**Required work**
Your answer should repeat every line of the records below in which the word "return" appears.
►
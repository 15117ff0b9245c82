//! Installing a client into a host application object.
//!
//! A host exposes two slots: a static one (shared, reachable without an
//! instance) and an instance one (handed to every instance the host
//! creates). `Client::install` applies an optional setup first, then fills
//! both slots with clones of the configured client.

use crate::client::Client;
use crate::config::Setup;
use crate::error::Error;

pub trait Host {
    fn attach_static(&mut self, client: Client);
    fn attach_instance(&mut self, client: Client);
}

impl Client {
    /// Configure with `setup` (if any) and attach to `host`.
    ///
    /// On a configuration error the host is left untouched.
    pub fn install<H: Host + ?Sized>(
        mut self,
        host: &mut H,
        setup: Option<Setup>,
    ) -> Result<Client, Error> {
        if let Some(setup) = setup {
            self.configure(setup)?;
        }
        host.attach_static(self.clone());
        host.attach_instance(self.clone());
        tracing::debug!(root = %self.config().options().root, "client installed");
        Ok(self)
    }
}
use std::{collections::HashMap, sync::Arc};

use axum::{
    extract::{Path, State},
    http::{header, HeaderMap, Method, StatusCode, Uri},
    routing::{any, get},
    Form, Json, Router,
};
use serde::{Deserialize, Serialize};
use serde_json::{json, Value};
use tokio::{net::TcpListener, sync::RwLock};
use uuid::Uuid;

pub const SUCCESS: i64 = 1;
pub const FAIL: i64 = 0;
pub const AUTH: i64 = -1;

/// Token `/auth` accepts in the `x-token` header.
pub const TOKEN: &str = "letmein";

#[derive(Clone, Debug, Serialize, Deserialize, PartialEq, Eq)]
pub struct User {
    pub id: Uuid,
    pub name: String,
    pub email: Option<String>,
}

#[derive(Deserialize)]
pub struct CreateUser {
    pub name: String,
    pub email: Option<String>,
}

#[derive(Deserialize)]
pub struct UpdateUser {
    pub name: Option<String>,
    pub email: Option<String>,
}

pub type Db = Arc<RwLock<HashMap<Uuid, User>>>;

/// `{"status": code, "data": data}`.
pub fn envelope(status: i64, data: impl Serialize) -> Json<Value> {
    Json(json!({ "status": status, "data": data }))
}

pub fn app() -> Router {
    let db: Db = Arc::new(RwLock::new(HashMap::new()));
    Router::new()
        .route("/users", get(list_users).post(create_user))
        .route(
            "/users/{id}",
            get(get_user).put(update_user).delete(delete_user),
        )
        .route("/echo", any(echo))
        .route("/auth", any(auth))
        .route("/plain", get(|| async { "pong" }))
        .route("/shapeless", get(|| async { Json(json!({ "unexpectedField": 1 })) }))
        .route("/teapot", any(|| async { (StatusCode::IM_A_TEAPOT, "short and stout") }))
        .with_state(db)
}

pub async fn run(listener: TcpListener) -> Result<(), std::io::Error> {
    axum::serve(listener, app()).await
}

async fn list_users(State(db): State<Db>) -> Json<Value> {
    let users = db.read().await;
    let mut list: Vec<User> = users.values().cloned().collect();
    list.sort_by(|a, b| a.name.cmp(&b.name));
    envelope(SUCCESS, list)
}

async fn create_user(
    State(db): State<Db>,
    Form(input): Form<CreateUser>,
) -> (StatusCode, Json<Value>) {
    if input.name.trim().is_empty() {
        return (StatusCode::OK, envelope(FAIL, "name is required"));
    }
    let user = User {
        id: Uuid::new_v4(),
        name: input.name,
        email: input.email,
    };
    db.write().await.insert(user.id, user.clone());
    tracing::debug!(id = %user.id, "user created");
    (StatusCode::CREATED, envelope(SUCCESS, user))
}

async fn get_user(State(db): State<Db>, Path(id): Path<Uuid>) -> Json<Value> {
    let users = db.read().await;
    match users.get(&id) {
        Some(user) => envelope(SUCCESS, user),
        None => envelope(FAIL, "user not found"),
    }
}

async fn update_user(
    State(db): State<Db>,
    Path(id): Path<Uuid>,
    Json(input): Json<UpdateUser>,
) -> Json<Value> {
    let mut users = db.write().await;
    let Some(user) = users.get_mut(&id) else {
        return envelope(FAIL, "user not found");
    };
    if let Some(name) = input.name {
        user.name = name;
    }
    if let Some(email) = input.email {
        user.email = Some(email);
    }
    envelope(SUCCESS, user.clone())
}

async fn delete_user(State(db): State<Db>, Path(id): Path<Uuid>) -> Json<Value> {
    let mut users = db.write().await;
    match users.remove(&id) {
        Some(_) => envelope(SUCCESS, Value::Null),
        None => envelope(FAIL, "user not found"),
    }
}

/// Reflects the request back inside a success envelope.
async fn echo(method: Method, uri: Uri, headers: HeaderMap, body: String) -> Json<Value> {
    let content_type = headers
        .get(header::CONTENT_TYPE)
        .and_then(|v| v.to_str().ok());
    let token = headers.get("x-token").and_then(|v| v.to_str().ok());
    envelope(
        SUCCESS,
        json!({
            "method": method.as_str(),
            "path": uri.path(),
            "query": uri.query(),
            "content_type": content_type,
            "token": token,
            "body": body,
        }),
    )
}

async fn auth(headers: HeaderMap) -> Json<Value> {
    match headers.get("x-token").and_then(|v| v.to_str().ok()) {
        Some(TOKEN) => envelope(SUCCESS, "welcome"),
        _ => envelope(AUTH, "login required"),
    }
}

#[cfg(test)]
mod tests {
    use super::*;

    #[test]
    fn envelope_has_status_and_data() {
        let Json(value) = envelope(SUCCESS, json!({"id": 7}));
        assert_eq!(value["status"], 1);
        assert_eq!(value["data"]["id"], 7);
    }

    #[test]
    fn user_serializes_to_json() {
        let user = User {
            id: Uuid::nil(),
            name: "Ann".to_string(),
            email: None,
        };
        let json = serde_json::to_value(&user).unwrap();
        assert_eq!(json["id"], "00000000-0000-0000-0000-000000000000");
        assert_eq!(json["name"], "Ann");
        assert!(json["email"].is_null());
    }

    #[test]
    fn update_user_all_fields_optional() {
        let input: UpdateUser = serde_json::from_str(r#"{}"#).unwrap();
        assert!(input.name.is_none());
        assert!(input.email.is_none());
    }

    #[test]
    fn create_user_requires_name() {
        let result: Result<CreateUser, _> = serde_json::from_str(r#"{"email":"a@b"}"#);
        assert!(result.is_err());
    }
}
◄
**Solution to the problem**
        return (StatusCode::OK, envelope(FAIL, "name is required"));
        return envelope(FAIL, "user not found");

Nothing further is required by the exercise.